GST on Gold Purchase

The tax slabs were announced on June 3rd, 2017 and gold will be taxed at a rate of 3%. In other words, all gold and gold-related jewellery would be taxed at a flat rate of 3%, which would be borne by the end consumer.

GST on Gold Making

In addition to this, the government has also levied a 5% tax on making charges. At present, there is no tax on making charges, which account for close to 12% of the actual cost of the gold.

The tax on making charges was initially fixed at 18%, but appeals from Indian jewellery councils and bodies to reduce the rate resulted in the government fixing it at the present 5%.

A higher tax on making charges would have increased the burden on consumers, since the added cost would have been passed on to them. The initial rate of 18% would have also resulted in consumers having to pay close to 4% as tax.

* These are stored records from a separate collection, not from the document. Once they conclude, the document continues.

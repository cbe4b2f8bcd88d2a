//! Log-out route handler that invalidates the session and redirects users.

use axum::{
    extract::State,
    response::{IntoResponse, Redirect, Response},
};
use axum_extra::extract::PrivateCookieJar;

use crate::{
    endpoints,
    session::{FLASH_NAME, FlashCategory, SESSION_NAME, SessionStore},
};

/// Invalidate the session and redirect the client to the log-in page.
///
/// The "logged out" notice goes into the flash cookie since the session cookie is deleted.
pub async fn get_log_out(State(sessions): State<SessionStore>, jar: PrivateCookieJar) -> Response {
    let mut session = sessions.get(&jar, SESSION_NAME);
    if let Some(user_id) = session.user_id() {
        tracing::info!("user {user_id} logged out");
    }
    session.invalidate();
    let jar = sessions.save(jar, &session);

    let mut flash = sessions.get(&jar, FLASH_NAME);
    flash.add_flash("Berhasil logout", FlashCategory::Success);
    let jar = sessions.save(jar, &flash);

    (jar, Redirect::to(endpoints::LOG_IN)).into_response()
}
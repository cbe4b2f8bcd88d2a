//! Registration, log-in and log-out, and the middleware that gates routes on
//! the session's log-in state.

mod log_in;
mod log_out;
mod middleware;
mod register_user;

pub use log_in::{get_log_in_page, post_log_in};
pub use log_out::get_log_out;
pub use middleware::{auth_only, guest_only};
pub use register_user::{get_register_page, register_user};
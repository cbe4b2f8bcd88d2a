//! Defines the page and endpoint for adding a financial record.

use std::sync::{Arc, Mutex};

use axum::{
    Extension, Form,
    extract::{FromRef, State},
    response::{IntoResponse, Redirect, Response},
};
use axum_extra::extract::PrivateCookieJar;
use rusqlite::Connection;

use crate::{
    AppState, Error, endpoints,
    record::{
        core::create_record,
        form::{RecordForm, RecordFormView, record_form_page},
    },
    session::{FlashCategory, SESSION_NAME, SessionStore},
    timezone::local_today,
    user::UserID,
    validation::{Locale, ValidationErrors, Validator},
};

/// The state needed to add a record.
#[derive(Debug, Clone)]
pub struct CreateRecordState {
    pub sessions: SessionStore,
    /// The local timezone as a canonical timezone name, e.g. "Asia/Jakarta".
    pub local_timezone: String,
    pub locale: Locale,
    pub db_connection: Arc<Mutex<Connection>>,
}

impl FromRef<AppState> for CreateRecordState {
    fn from_ref(state: &AppState) -> Self {
        Self {
            sessions: state.sessions.clone(),
            local_timezone: state.local_timezone.clone(),
            locale: state.locale,
            db_connection: state.db_connection.clone(),
        }
    }
}

const PAGE_TITLE: &str = "Tambah Data Keuangan";

fn render(
    form: &RecordForm,
    errors: Option<&ValidationErrors>,
    error_message: Option<&str>,
) -> Response {
    record_form_page(&RecordFormView {
        title: PAGE_TITLE,
        active_endpoint: endpoints::ADD_RECORD,
        action: endpoints::ADD_RECORD,
        form,
        errors,
        error_message,
    })
    .into_response()
}

/// Display the form for adding a record, with the date set to today.
pub async fn get_create_record_page(State(state): State<CreateRecordState>) -> Response {
    let date = match local_today(&state.local_timezone) {
        Some(today) => today.to_string(),
        None => {
            tracing::warn!("could not get today's date for timezone {}", state.local_timezone);
            String::new()
        }
    };

    render(
        &RecordForm {
            date,
            ..Default::default()
        },
        None,
        None,
    )
}

/// Add a record for the logged in user and redirect to the home page.
///
/// The form is shown again with an error for each invalid field.
pub async fn create_record_endpoint(
    State(state): State<CreateRecordState>,
    Extension(user_id): Extension<UserID>,
    jar: PrivateCookieJar,
    Form(form): Form<RecordForm>,
) -> Response {
    let connection = match state.db_connection.lock() {
        Ok(connection) => connection,
        Err(error) => {
            tracing::error!("could not acquire database lock: {error}");
            return Error::DatabaseLockError.into_response();
        }
    };

    match Validator::new(&connection)
        .with_locale(state.locale)
        .validate(&form)
    {
        Ok(None) => {}
        Ok(Some(errors)) => return render(&form, Some(&errors), None),
        Err(error) => {
            tracing::error!("could not validate record form: {error}");
            return render(&form, None, Some("Gagal memeriksa data keuangan"));
        }
    }

    let result = form
        .to_new_record(user_id)
        .and_then(|new_record| create_record(&new_record, &connection));
    drop(connection);

    if let Err(error) = result {
        tracing::error!("could not create record for user {user_id}: {error}");
        let message = format!("Gagal menambahkan data keuangan, {error}");
        return render(&form, None, Some(&message));
    }

    let mut session = state.sessions.get(&jar, SESSION_NAME);
    session.add_flash("Berhasil menambahkan data keuangan", FlashCategory::Success);
    let jar = state.sessions.save(jar, &session);

    (jar, Redirect::to(endpoints::HOME)).into_response()
}
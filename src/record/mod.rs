//! Financial records: the model, monthly totals, and the pages for managing records.

mod core;
mod create_endpoint;
mod delete_endpoint;
mod download;
mod edit_endpoint;
mod filter;
mod form;
mod view;

pub use core::{FinancialRecord, NewRecord, RecordType, create_record, create_record_table};
pub use create_endpoint::{create_record_endpoint, get_create_record_page};
pub use delete_endpoint::delete_record_endpoint;
pub use download::download_records_endpoint;
pub use edit_endpoint::{edit_record_endpoint, get_edit_record_page};
pub use filter::{MonthYear, RecordFilter, RecordQuery, Totals, compute_totals, list_records};
pub use view::{records_table, totals_view};
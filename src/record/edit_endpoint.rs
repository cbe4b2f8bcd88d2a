//! Defines the page and endpoint for editing a financial record.

use std::sync::{Arc, Mutex};

use axum::{
    Extension, Form,
    extract::{FromRef, Query, State},
    http::StatusCode,
    response::{IntoResponse, Redirect, Response},
};
use axum_extra::extract::PrivateCookieJar;
use rusqlite::Connection;
use serde::Deserialize;

use crate::{
    AppState, Error,
    database_id::RecordID,
    endpoints::{self, with_id},
    record::{
        core::{get_record, update_record},
        form::{RecordForm, RecordFormView, record_form_page},
    },
    session::{FlashCategory, SESSION_NAME, SessionStore},
    user::UserID,
    validation::{Locale, ValidationErrors, Validator},
};

/// The state needed to edit a record.
#[derive(Debug, Clone)]
pub struct EditRecordState {
    pub sessions: SessionStore,
    pub locale: Locale,
    pub db_connection: Arc<Mutex<Connection>>,
}

impl FromRef<AppState> for EditRecordState {
    fn from_ref(state: &AppState) -> Self {
        Self {
            sessions: state.sessions.clone(),
            locale: state.locale,
            db_connection: state.db_connection.clone(),
        }
    }
}

/// The query string naming the record to act on.
#[derive(Debug, Default, Deserialize)]
pub struct RecordIdQuery {
    pub id: Option<String>,
}

impl RecordIdQuery {
    /// The record ID, or `None` if it is missing or not a number.
    pub fn record_id(&self) -> Option<RecordID> {
        self.id.as_deref()?.trim().parse().ok()
    }
}

pub(crate) const NOT_FOUND_MESSAGE: &str = "Data keuangan tidak ditemukan";
pub(crate) const INVALID_ID_MESSAGE: &str = "Gagal mengambil data keuangan";

const PAGE_TITLE: &str = "Ubah Data Keuangan";

fn render(
    status: StatusCode,
    id: Option<RecordID>,
    form: &RecordForm,
    errors: Option<&ValidationErrors>,
    error_message: Option<&str>,
) -> Response {
    let action = match id {
        Some(id) => with_id(endpoints::EDIT_RECORD, id),
        None => endpoints::EDIT_RECORD.to_owned(),
    };

    (
        status,
        record_form_page(&RecordFormView {
            title: PAGE_TITLE,
            active_endpoint: endpoints::EDIT_RECORD,
            action: &action,
            form,
            errors,
            error_message,
        }),
    )
        .into_response()
}

fn render_error(status: StatusCode, id: Option<RecordID>, message: &str) -> Response {
    render(status, id, &RecordForm::default(), None, Some(message))
}

/// Display the form for editing a record, filled with the record's current values.
pub async fn get_edit_record_page(
    State(state): State<EditRecordState>,
    Extension(user_id): Extension<UserID>,
    Query(query): Query<RecordIdQuery>,
) -> Response {
    let Some(id) = query.record_id() else {
        return render_error(StatusCode::BAD_REQUEST, None, INVALID_ID_MESSAGE);
    };

    let record = match state.db_connection.lock() {
        Ok(connection) => get_record(id, user_id, &connection),
        Err(error) => {
            tracing::error!("could not acquire database lock: {error}");
            return Error::DatabaseLockError.into_response();
        }
    };

    match record {
        Ok(record) => render(
            StatusCode::OK,
            Some(id),
            &RecordForm::from_record(&record),
            None,
            None,
        ),
        Err(Error::NotFound) => render_error(StatusCode::NOT_FOUND, Some(id), NOT_FOUND_MESSAGE),
        Err(error) => {
            tracing::error!("could not get record {id} for user {user_id}: {error}");
            render_error(
                StatusCode::INTERNAL_SERVER_ERROR,
                Some(id),
                &format!("{INVALID_ID_MESSAGE}, {error}"),
            )
        }
    }
}

/// Replace the fields of a record and redirect to the home page.
///
/// The form is shown again with an error for each invalid field.
pub async fn edit_record_endpoint(
    State(state): State<EditRecordState>,
    Extension(user_id): Extension<UserID>,
    Query(query): Query<RecordIdQuery>,
    jar: PrivateCookieJar,
    Form(form): Form<RecordForm>,
) -> Response {
    let Some(id) = query.record_id() else {
        return render(StatusCode::BAD_REQUEST, None, &form, None, Some(INVALID_ID_MESSAGE));
    };

    let connection = match state.db_connection.lock() {
        Ok(connection) => connection,
        Err(error) => {
            tracing::error!("could not acquire database lock: {error}");
            return Error::DatabaseLockError.into_response();
        }
    };

    match Validator::new(&connection)
        .with_locale(state.locale)
        .validate(&form)
    {
        Ok(None) => {}
        Ok(Some(errors)) => return render(StatusCode::OK, Some(id), &form, Some(&errors), None),
        Err(error) => {
            tracing::error!("could not validate record form: {error}");
            return render(
                StatusCode::INTERNAL_SERVER_ERROR,
                Some(id),
                &form,
                None,
                Some("Gagal memeriksa data keuangan"),
            );
        }
    }

    let result = form
        .to_new_record(user_id)
        .and_then(|record| update_record(id, &record, &connection));
    drop(connection);

    match result {
        Ok(0) => {
            return render(StatusCode::NOT_FOUND, Some(id), &form, None, Some(NOT_FOUND_MESSAGE));
        }
        Ok(_) => {}
        Err(error) => {
            tracing::error!("could not update record {id} for user {user_id}: {error}");
            let message = format!("Gagal mengubah data keuangan, {error}");
            return render(
                StatusCode::INTERNAL_SERVER_ERROR,
                Some(id),
                &form,
                None,
                Some(&message),
            );
        }
    }

    let mut session = state.sessions.get(&jar, SESSION_NAME);
    session.add_flash("Berhasil mengubah data keuangan", FlashCategory::Success);
    let jar = state.sessions.save(jar, &session);

    (jar, Redirect::to(endpoints::HOME)).into_response()
}
/// Display the logged in user's profile.
///
/// Pending flash messages are shown once and then cleared from the session.
pub async fn get_profile_page(
    State(state): State<ProfileState>,
    Extension(user_id): Extension<UserID>,
    jar: PrivateCookieJar,
) -> Response {
    let user = lock(&state).and_then(|connection| get_user_by_id(user_id, &connection));

    let mut session = state.sessions.get(&jar, SESSION_NAME);
    let flashes = session.take_flashes();

    let page = match &user {
        Ok(user) => profile_page(&ProfileView {
            photo: user.photo.as_deref(),
            form: &ProfileForm {
                name: user.name.clone(),
                email: user.email.clone(),
                password: String::new(),
            },
            flashes: &flashes,
            errors: None,
            error_message: None,
        }),
        Err(error) => {
            tracing::error!("could not get user {user_id}: {error}");
            profile_page(&ProfileView {
                photo: None,
                form: &ProfileForm::default(),
                flashes: &flashes,
                errors: None,
                error_message: Some(&format!("User tidak ditemukan, {error}")),
            })
        }
    };

    if flashes.is_empty() {
        page.into_response()
    } else {
        (state.sessions.save(jar, &session), page).into_response()
    }
}

#[derive(Debug, Default)]
struct ProfileSubmission {
    form: ProfileForm,
    photo: Option<PhotoUpload>,
}

async fn read_submission(multipart: &mut Multipart) -> Result<ProfileSubmission, MultipartError> {
    let mut submission = ProfileSubmission::default();

    while let Some(field) = multipart.next_field().await? {
        let Some(name) = field.name().map(str::to_owned) else {
            continue;
        };

        match name.as_str() {
            "name" => submission.form.name = field.text().await?,
            "email" => submission.form.email = field.text().await?,
            "password" => submission.form.password = field.text().await?,
            "photo" => {
                let file_name = field.file_name().unwrap_or_default().to_owned();
                let bytes = field.bytes().await?;

                // Browsers send an unnamed, empty part when no file was chosen.
                if !file_name.is_empty() {
                    submission.photo = Some(PhotoUpload { file_name, bytes });
                }
            }
            _ => tracing::debug!("ignoring unexpected profile form field {name}"),
        }
    }

    Ok(submission)
}

/// Why a profile update did not go through.
enum Rejection {
    Invalid(ValidationErrors),
    Message(StatusCode, String),
}

impl From<Error> for Rejection {
    fn from(error: Error) -> Self {
        Rejection::Message(
            StatusCode::OK,
            format!("Gagal mengubah data profile, {error}"),
        )
    }
}

fn render_rejection(
    state: &ProfileState,
    user_id: UserID,
    form: &ProfileForm,
    rejection: Rejection,
) -> Response {
    let photo = lock(state)
        .and_then(|connection| get_user_by_id(user_id, &connection))
        .map(|user| user.photo)
        .unwrap_or_else(|error| {
            tracing::error!("could not get user {user_id}: {error}");
            None
        });

    let (status, errors, message) = match rejection {
        Rejection::Invalid(errors) => (StatusCode::OK, Some(errors), None),
        Rejection::Message(status, message) => (status, None, Some(message)),
    };

    let page = profile_page(&ProfileView {
        photo: photo.as_deref(),
        form,
        flashes: &[],
        errors: errors.as_ref(),
        error_message: message.as_deref(),
    });

    (status, page).into_response()
}
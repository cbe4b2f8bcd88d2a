use scraper::Html;

pub(crate) fn parse_html_text(text: &str) -> Html {
    Html::parse_document(text)
}

#[track_caller]
pub(crate) fn assert_valid_html(html: &Html) {
    assert!(
        html.errors.is_empty(),
        "Got HTML parsing errors: {:?}",
        html.errors
    );
}
//! Sets up the application's database.

use rusqlite::{Connection, Transaction, TransactionBehavior};

use crate::{Error, record::create_record_table, user::create_user_table};

/// Enable foreign keys and create the tables for the domain models if they do not exist.
///
/// # Errors
/// Returns an error if there is an SQL error.
pub fn initialize(connection: &Connection) -> Result<(), Error> {
    connection.pragma_update(None, "foreign_keys", "ON")?;

    let transaction = Transaction::new_unchecked(connection, TransactionBehavior::Exclusive)?;

    create_user_table(&transaction)?;
    create_record_table(&transaction)?;

    transaction.commit()?;

    Ok(())
}
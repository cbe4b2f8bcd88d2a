//! The rules a form field can declare.

/// A single check applied to a form field's submitted value.
#[derive(Debug, Clone, Copy, PartialEq, Eq)]
pub enum Rule {
    /// The trimmed value must not be empty.
    Required,
    /// An empty value passes and skips the rules that follow.
    Optional,
    /// The value must be a syntactically valid email address.
    Email,
    /// The value must have at least this many characters.
    MinLength(usize),
    /// The value must be a whole number.
    Numeric,
    /// The value must be a whole number no smaller than this.
    MinValue(i64),
    /// The value must be a calendar date formatted as `YYYY-MM-DD`.
    IsoDate,
    /// The value must be one of the listed values.
    OneOf(&'static [&'static str]),
    /// The value must equal the value of the named field.
    EqualsField(&'static str),
    /// No row in `table` may already have the value in `column`.
    UniqueAcrossTable {
        table: &'static str,
        column: &'static str,
    },
}

/// The ordered rules for one form field.
#[derive(Debug, Clone, Copy, PartialEq, Eq)]
pub struct FieldRules {
    /// The field's name in the submitted form.
    pub field: &'static str,
    /// The name shown to the user, defaults to `field`.
    pub label: Option<&'static str>,
    /// The checks to run, in order.
    pub rules: &'static [Rule],
}

impl FieldRules {
    pub fn label(&self) -> &'static str {
        self.label.unwrap_or(self.field)
    }
}

/// A form that can be checked by a [super::Validator].
pub trait Validate {
    /// The rules for each field, in the order they are checked.
    const RULES: &'static [FieldRules];

    /// The submitted value of `field`, or `None` if the form has no such field.
    fn field_value(&self, field: &str) -> Option<&str>;
}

Jewellery bodies and councils have lauded the change in rate and are confident that it will result in greater transparency in the gold manufacturing market.

FAQs on Goods and Services Tax (GST) on Gold

  1. How much is the GST charged on gold in India?

    A GST of 3% is charged on gold in India. Moreover, jewellers charge 5% of the price as GST making charge.

  2. Can GST on gold be claimed?

    In case you are a registered jeweller, then you can claim an input tax credit of 2% on making charges of jewellery.

  3. Is there any way to save GST on gold?

    In case you are selling old gold jewellry and purchasing new gold jewellry in a single transaction, no GST will be charged. This means that individuals can save on GST tax by simply exchanging old gold items with new gold.

  4. How much gold is tax-free for women in India?

    In India, a married woman can have up to 500 grams of gold and an unmarried woman can have up to 250 grams of gold.

  5. How much tax is charged on digital gold?

    A 20% tax is charged on digital gold.

  6. How much is the GST charged on silver articles and jewellery?

    A GST of 3% is charged on silver articles and jewellery.

  7. How much GST will be charged on gold coins?

    A GST of 3% will be charged on gold coins.

  8. Is eWay bill required for transportation of gold?

    No, eWay bill is not required for transportation of gold according to the CGST Rule 138(14).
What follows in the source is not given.